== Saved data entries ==
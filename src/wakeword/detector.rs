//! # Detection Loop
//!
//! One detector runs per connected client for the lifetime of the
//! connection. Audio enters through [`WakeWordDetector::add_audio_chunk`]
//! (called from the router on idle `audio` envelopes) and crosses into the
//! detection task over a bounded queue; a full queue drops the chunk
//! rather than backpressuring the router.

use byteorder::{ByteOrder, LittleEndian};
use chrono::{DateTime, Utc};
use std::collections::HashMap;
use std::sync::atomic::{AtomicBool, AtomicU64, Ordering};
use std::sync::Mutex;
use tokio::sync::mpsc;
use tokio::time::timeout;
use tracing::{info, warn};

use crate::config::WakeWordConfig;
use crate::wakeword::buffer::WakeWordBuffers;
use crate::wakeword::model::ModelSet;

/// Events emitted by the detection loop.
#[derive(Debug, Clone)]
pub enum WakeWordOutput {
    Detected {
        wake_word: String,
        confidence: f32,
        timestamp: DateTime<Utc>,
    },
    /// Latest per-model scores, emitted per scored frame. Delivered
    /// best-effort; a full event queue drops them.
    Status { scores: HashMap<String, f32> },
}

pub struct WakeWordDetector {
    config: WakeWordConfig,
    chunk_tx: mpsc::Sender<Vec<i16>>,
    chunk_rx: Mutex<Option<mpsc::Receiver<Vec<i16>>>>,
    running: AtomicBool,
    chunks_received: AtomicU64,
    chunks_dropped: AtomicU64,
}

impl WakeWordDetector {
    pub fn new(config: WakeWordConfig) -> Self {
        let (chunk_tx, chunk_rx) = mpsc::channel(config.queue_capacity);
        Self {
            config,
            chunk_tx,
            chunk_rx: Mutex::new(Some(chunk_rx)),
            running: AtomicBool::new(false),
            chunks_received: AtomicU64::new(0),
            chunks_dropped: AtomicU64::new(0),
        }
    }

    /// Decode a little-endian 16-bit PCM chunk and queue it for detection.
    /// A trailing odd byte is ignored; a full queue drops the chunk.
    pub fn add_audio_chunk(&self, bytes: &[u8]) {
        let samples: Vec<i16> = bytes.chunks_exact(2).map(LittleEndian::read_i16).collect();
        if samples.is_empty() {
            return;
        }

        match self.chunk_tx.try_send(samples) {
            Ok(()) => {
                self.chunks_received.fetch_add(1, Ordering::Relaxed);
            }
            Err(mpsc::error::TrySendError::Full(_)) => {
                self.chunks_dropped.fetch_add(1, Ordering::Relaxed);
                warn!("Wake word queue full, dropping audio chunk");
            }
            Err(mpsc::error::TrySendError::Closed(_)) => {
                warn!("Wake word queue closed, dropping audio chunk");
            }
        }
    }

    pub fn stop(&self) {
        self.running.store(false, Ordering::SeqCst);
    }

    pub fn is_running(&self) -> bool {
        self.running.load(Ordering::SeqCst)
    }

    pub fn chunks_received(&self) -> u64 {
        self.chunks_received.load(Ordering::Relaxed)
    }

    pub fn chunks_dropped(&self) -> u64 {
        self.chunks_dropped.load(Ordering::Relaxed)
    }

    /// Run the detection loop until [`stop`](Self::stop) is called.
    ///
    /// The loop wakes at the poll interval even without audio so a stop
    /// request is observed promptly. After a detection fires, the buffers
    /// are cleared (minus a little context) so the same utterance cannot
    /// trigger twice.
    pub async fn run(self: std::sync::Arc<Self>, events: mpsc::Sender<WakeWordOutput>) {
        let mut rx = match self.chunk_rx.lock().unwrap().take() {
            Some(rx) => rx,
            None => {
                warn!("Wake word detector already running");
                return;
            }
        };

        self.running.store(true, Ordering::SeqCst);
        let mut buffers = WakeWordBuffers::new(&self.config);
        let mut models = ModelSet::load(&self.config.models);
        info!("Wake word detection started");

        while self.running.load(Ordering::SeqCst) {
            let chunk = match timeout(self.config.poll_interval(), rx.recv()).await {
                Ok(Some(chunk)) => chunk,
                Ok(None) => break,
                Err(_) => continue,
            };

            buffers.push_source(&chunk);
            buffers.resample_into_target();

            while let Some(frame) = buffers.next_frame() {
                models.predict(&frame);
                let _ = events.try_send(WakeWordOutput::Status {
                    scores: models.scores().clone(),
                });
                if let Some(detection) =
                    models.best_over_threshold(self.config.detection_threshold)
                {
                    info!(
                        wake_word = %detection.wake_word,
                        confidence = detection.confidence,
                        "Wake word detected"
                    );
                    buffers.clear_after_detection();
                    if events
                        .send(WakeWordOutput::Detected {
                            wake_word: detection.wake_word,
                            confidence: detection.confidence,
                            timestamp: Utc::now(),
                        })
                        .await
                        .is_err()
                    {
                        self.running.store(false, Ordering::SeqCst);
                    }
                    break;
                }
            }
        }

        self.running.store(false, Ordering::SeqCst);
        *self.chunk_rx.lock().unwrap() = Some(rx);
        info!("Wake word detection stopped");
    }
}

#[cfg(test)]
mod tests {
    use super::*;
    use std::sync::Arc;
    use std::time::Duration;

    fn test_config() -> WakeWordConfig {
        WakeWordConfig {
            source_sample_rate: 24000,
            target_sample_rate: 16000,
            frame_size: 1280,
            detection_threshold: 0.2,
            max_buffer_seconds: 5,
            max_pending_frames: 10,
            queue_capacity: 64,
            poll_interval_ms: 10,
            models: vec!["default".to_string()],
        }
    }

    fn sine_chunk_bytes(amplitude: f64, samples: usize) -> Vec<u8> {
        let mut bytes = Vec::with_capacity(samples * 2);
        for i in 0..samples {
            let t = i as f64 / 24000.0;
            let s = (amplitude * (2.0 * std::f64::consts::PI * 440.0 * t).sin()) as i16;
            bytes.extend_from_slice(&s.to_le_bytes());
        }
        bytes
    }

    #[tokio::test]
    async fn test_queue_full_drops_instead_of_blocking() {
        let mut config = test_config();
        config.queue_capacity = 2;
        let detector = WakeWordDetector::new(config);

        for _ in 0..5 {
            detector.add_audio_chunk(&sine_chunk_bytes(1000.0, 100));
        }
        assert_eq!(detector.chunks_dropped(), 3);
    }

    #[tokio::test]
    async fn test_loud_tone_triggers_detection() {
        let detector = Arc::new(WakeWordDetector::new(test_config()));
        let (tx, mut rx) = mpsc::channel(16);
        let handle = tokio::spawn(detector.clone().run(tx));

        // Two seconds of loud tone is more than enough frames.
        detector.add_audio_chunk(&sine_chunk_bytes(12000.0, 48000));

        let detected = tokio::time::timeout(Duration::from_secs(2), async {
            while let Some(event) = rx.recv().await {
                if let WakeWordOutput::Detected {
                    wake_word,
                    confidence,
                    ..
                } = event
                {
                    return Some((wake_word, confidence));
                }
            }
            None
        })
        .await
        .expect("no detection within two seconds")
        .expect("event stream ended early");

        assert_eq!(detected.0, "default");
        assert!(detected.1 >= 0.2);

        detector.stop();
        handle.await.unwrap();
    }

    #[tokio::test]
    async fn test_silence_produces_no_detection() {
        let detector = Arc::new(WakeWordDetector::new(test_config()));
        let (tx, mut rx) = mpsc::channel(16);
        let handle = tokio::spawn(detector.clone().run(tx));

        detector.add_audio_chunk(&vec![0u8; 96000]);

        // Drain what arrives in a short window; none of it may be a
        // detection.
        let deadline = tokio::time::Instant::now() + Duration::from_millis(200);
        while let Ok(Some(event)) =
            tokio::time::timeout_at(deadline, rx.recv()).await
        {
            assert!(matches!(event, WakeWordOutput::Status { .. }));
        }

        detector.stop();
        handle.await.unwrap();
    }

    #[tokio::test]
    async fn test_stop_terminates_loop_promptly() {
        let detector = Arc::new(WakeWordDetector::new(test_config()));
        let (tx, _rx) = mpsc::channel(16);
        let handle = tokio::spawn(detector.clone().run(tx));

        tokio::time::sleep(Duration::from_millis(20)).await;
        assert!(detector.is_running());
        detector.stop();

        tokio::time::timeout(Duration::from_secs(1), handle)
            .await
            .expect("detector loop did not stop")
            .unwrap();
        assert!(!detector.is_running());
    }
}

== PROBLEM TO WORK ON ==
Quote, word for word, every line from the top of the entries through the line that holds "connection. Audio enters".

== ANSWER BOX ==
filename src/wakeword/detector.rs
//! # Detection Loop
//!
//! One detector runs per connected client for the lifetime of the
//! connection. Audio enters through [`WakeWordDetector::add_audio_chunk`]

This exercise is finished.